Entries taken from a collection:
==*==

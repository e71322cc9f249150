use std::io::{self, Write};

use dialoguer::theme::ColorfulTheme;
use dialoguer::{Input, Password, Select};

use crate::language::Language;

/// Interactive prompts used by the pages. `None` means the user backed out
/// or input ended.
pub trait Prompt {
    fn say(&mut self, text: &str) -> io::Result<()>;

    fn input(&mut self, prompt: &str) -> io::Result<Option<String>>;

    /// Like `input`, but nothing typed is echoed.
    fn password(&mut self, prompt: &str) -> io::Result<Option<String>>;

    /// Pick one of `options`; returns its index.
    fn select(&mut self, title: &str, options: &[&str], default: usize) -> io::Result<Option<usize>>;

    fn language(&mut self, title: &str, default: Language) -> io::Result<Option<Language>> {
        let names: Vec<&str> = Language::ALL.iter().map(|l| l.display_name()).collect();
        let default = Language::ALL.iter().position(|l| *l == default).unwrap_or(0);
        Ok(self
            .select(title, &names, default)?
            .map(|i| Language::ALL[i]))
    }
}

/// The real terminal, driven through `dialoguer`.
pub struct Terminal {
    theme: ColorfulTheme,
}

impl Terminal {
    pub fn new() -> Self {
        Self {
            theme: ColorfulTheme::default(),
        }
    }
}

impl Prompt for Terminal {
    fn say(&mut self, text: &str) -> io::Result<()> {
        writeln!(io::stdout(), "{text}")
    }

    fn input(&mut self, prompt: &str) -> io::Result<Option<String>> {
        let value: String = Input::with_theme(&self.theme)
            .with_prompt(prompt)
            .allow_empty(true)
            .interact_text()
            .map_err(prompt_error)?;
        Ok(Some(value))
    }

    fn password(&mut self, prompt: &str) -> io::Result<Option<String>> {
        let value = Password::with_theme(&self.theme)
            .with_prompt(prompt)
            .allow_empty_password(true)
            .interact()
            .map_err(prompt_error)?;
        Ok(Some(value))
    }

    fn select(&mut self, title: &str, options: &[&str], default: usize) -> io::Result<Option<usize>> {
        Select::with_theme(&self.theme)
            .with_prompt(title)
            .items(options)
            .default(default)
            .interact_opt()
            .map_err(prompt_error)
    }
}

fn prompt_error(e: dialoguer::Error) -> io::Error {
    io::Error::other(e)
}

/// Answers prompts from a fixed script and records a transcript. Menu
/// answers are 1-based numbers or option names; a blank answer takes the
/// default. Passwords are recorded masked.
#[cfg(test)]
pub struct ScriptedPrompt {
    answers: std::collections::VecDeque<String>,
    pub transcript: String,
}

#[cfg(test)]
impl ScriptedPrompt {
    pub fn new(script: &str) -> Self {
        Self {
            answers: script.lines().map(str::to_string).collect(),
            transcript: String::new(),
        }
    }
}

#[cfg(test)]
impl Prompt for ScriptedPrompt {
    fn say(&mut self, text: &str) -> io::Result<()> {
        self.transcript.push_str(text);
        self.transcript.push('\n');
        Ok(())
    }

    fn input(&mut self, prompt: &str) -> io::Result<Option<String>> {
        let answer = self.answers.pop_front();
        if let Some(answer) = &answer {
            self.transcript.push_str(&format!("{prompt}: {answer}\n"));
        }
        Ok(answer)
    }

    fn password(&mut self, prompt: &str) -> io::Result<Option<String>> {
        let answer = self.answers.pop_front();
        if answer.is_some() {
            self.transcript.push_str(&format!("{prompt}: ********\n"));
        }
        Ok(answer)
    }

    fn select(&mut self, title: &str, options: &[&str], default: usize) -> io::Result<Option<usize>> {
        self.transcript.push_str(&format!("\n{title}\n"));
        for (i, option) in options.iter().enumerate() {
            self.transcript.push_str(&format!("  {}) {option}\n", i + 1));
        }
        let Some(answer) = self.answers.pop_front() else {
            return Ok(None);
        };
        let answer = answer.trim();
        let picked = if answer.is_empty() {
            Some(default)
        } else {
            match answer.parse::<usize>() {
                Ok(n) if (1..=options.len()).contains(&n) => Some(n - 1),
                _ => options.iter().position(|o| o.eq_ignore_ascii_case(answer)),
            }
        };
        match picked {
            Some(i) => Ok(Some(i)),
            None => panic!("script answer {answer:?} matches no option of {title:?}"),
        }
    }
}

#[cfg(test)]
mod tests {
    use super::*;

    #[test]
    fn passwords_are_masked_in_the_transcript() {
        let mut p = ScriptedPrompt::new("alice\nhunter2\n");
        assert_eq!(p.input("Username").unwrap().as_deref(), Some("alice"));
        assert_eq!(p.password("Password").unwrap().as_deref(), Some("hunter2"));
        assert_eq!(p.password("Password").unwrap(), None);
        assert!(p.transcript.contains("Username: alice"));
        assert!(p.transcript.contains("Password: ********"));
        assert!(!p.transcript.contains("hunter2"));
    }

    #[test]
    fn select_by_number_name_or_default() {
        let mut p = ScriptedPrompt::new("2\nAPPLE\n\n");
        let opts = ["apple", "pear", "plum"];
        assert_eq!(p.select("Fruit", &opts, 2).unwrap(), Some(1));
        assert_eq!(p.select("Fruit", &opts, 2).unwrap(), Some(0));
        assert_eq!(p.select("Fruit", &opts, 2).unwrap(), Some(2));
        assert_eq!(p.select("Fruit", &opts, 2).unwrap(), None);
        assert!(p.transcript.contains("  3) plum"));
    }

    #[test]
    fn language_picker_uses_display_names() {
        let mut p = ScriptedPrompt::new("3\nBengali\n\n");
        assert_eq!(p.language("Lang", Language::En).unwrap(), Some(Language::Kn));
        assert_eq!(p.language("Lang", Language::En).unwrap(), Some(Language::Bn));
        assert_eq!(p.language("Lang", Language::Hi).unwrap(), Some(Language::Hi));
        assert_eq!(p.language("Lang", Language::En).unwrap(), None);
    }
}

==*==

Report all lines above with "true".

ANSWER SPACE:
            .allow_empty(true)
            .allow_empty_password(true)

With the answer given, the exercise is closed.